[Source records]
--------------------------------

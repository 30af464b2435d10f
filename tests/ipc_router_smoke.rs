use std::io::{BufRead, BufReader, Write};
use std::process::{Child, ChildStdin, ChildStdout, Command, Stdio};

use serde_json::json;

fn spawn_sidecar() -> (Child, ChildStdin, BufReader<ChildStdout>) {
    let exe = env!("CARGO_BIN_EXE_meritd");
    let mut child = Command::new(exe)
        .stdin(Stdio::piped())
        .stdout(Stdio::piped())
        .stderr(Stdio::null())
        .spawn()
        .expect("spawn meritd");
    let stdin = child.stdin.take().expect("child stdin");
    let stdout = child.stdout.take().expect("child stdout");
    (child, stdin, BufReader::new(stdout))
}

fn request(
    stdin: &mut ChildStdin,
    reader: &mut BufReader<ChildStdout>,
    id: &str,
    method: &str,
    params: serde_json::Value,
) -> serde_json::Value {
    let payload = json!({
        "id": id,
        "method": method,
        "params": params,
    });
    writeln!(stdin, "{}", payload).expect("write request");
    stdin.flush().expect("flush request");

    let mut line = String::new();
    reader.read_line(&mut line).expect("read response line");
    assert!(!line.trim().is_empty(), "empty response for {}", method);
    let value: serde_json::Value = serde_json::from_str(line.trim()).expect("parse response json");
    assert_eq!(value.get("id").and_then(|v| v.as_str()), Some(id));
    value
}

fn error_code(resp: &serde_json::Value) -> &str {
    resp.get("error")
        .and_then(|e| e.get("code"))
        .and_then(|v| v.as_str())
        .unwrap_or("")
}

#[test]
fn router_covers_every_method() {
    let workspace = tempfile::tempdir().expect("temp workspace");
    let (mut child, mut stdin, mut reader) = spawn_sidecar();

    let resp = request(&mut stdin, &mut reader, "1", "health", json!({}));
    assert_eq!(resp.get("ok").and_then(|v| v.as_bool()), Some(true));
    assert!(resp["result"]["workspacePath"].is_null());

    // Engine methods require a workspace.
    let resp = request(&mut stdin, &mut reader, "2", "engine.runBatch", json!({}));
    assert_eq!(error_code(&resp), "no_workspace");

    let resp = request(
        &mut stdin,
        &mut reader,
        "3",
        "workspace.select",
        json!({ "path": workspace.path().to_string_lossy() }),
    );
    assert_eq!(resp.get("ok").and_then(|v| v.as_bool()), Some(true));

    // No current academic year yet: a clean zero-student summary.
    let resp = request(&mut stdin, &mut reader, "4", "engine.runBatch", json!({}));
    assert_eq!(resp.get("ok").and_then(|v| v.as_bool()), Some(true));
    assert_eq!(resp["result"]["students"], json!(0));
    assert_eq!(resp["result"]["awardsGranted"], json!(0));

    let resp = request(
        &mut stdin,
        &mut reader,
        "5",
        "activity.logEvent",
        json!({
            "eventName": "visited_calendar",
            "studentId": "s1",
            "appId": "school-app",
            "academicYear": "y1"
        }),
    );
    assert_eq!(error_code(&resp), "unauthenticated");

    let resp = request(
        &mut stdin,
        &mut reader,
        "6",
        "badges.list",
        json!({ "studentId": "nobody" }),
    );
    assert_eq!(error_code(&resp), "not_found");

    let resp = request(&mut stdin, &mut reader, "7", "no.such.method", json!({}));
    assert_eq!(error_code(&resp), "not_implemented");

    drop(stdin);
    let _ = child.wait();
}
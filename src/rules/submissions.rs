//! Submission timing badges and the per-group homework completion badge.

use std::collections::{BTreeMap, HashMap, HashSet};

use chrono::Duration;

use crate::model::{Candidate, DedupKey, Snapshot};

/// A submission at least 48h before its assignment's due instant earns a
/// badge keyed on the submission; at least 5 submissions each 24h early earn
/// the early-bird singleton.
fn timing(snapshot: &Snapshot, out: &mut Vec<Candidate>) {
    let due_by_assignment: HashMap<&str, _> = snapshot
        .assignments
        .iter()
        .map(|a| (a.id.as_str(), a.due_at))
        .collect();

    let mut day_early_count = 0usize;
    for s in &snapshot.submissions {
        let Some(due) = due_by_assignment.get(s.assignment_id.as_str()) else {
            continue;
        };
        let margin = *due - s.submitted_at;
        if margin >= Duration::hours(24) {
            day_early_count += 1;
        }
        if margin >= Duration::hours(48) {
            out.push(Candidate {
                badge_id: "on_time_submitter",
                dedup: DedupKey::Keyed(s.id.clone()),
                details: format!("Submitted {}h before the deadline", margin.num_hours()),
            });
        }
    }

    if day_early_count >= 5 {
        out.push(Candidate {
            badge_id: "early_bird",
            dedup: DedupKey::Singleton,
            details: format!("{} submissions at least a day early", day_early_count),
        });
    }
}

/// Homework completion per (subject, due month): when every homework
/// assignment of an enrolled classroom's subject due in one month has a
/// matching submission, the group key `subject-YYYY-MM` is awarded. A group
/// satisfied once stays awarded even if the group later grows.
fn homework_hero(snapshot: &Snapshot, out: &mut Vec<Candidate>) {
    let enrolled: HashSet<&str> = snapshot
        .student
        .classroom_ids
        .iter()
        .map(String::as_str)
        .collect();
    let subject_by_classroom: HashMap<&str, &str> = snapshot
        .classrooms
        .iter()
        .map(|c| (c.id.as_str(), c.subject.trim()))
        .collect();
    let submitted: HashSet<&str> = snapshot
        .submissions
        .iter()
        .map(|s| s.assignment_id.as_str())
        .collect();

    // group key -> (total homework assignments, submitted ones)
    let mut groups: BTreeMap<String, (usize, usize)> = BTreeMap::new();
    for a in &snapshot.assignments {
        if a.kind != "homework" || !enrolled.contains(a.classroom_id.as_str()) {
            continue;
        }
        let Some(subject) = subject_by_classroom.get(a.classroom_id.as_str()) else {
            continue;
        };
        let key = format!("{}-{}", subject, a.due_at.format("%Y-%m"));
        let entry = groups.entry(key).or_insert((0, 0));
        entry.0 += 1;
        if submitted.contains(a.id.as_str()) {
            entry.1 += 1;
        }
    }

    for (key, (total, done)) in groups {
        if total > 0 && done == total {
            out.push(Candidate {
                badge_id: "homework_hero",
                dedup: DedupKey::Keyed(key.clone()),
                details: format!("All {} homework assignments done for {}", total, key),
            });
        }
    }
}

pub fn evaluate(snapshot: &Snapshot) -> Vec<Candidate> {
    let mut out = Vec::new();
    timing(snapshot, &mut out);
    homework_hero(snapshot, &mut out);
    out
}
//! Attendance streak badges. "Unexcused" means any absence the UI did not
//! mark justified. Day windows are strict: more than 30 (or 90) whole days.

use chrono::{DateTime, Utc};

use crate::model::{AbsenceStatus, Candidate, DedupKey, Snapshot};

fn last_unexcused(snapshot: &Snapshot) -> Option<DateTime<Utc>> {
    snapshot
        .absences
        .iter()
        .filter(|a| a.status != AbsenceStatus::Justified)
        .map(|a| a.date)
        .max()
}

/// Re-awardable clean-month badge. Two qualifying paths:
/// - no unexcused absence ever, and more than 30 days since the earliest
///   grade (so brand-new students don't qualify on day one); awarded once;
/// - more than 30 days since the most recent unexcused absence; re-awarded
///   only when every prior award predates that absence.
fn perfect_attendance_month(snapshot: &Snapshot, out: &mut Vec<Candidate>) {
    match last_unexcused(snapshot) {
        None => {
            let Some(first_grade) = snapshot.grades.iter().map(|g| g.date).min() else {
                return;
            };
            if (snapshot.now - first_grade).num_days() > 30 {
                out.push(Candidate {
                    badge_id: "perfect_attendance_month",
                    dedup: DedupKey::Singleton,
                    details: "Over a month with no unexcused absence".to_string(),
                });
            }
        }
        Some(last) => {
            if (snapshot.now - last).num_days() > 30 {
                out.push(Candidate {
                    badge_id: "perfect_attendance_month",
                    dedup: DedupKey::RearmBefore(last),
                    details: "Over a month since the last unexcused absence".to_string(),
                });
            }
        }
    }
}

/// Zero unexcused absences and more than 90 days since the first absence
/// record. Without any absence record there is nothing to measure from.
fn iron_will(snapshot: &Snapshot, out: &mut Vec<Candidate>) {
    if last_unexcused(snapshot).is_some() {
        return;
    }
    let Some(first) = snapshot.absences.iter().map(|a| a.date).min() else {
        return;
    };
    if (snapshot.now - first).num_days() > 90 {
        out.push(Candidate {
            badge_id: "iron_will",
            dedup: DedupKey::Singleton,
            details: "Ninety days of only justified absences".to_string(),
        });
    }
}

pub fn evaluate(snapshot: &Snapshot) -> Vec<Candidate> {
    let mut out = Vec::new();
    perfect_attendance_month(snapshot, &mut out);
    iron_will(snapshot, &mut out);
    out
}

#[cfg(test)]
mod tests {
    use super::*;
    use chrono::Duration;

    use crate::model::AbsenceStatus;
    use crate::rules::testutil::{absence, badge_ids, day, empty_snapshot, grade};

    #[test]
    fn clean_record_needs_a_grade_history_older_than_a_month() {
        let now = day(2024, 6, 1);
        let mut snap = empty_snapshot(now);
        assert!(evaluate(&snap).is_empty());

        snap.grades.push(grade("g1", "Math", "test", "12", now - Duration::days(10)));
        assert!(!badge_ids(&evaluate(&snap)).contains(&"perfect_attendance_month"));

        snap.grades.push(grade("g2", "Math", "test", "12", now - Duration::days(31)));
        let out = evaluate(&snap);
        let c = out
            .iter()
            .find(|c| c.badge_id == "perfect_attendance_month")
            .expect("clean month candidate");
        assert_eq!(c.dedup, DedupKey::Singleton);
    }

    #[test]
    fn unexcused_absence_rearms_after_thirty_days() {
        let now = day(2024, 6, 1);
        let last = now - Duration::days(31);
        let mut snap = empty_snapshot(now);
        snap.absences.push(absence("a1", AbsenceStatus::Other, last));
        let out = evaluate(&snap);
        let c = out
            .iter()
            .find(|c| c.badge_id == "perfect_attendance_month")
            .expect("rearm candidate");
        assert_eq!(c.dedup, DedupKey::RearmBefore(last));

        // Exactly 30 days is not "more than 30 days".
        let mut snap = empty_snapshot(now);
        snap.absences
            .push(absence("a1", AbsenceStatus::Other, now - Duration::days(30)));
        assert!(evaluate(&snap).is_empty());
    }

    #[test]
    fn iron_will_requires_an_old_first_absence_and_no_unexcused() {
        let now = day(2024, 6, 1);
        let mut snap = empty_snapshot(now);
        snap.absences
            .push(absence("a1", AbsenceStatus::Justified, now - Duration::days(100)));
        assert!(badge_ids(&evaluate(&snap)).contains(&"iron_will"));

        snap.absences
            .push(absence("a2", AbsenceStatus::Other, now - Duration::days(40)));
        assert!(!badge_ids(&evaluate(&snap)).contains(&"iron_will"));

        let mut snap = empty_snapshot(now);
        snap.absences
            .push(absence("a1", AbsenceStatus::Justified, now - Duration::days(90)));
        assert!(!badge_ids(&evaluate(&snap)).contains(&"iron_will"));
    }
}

--------------------------------

-- Instructions to follow --
In the data above, how many lines hold the word "ChildStdin"? Give only the number.

-- Your response --
3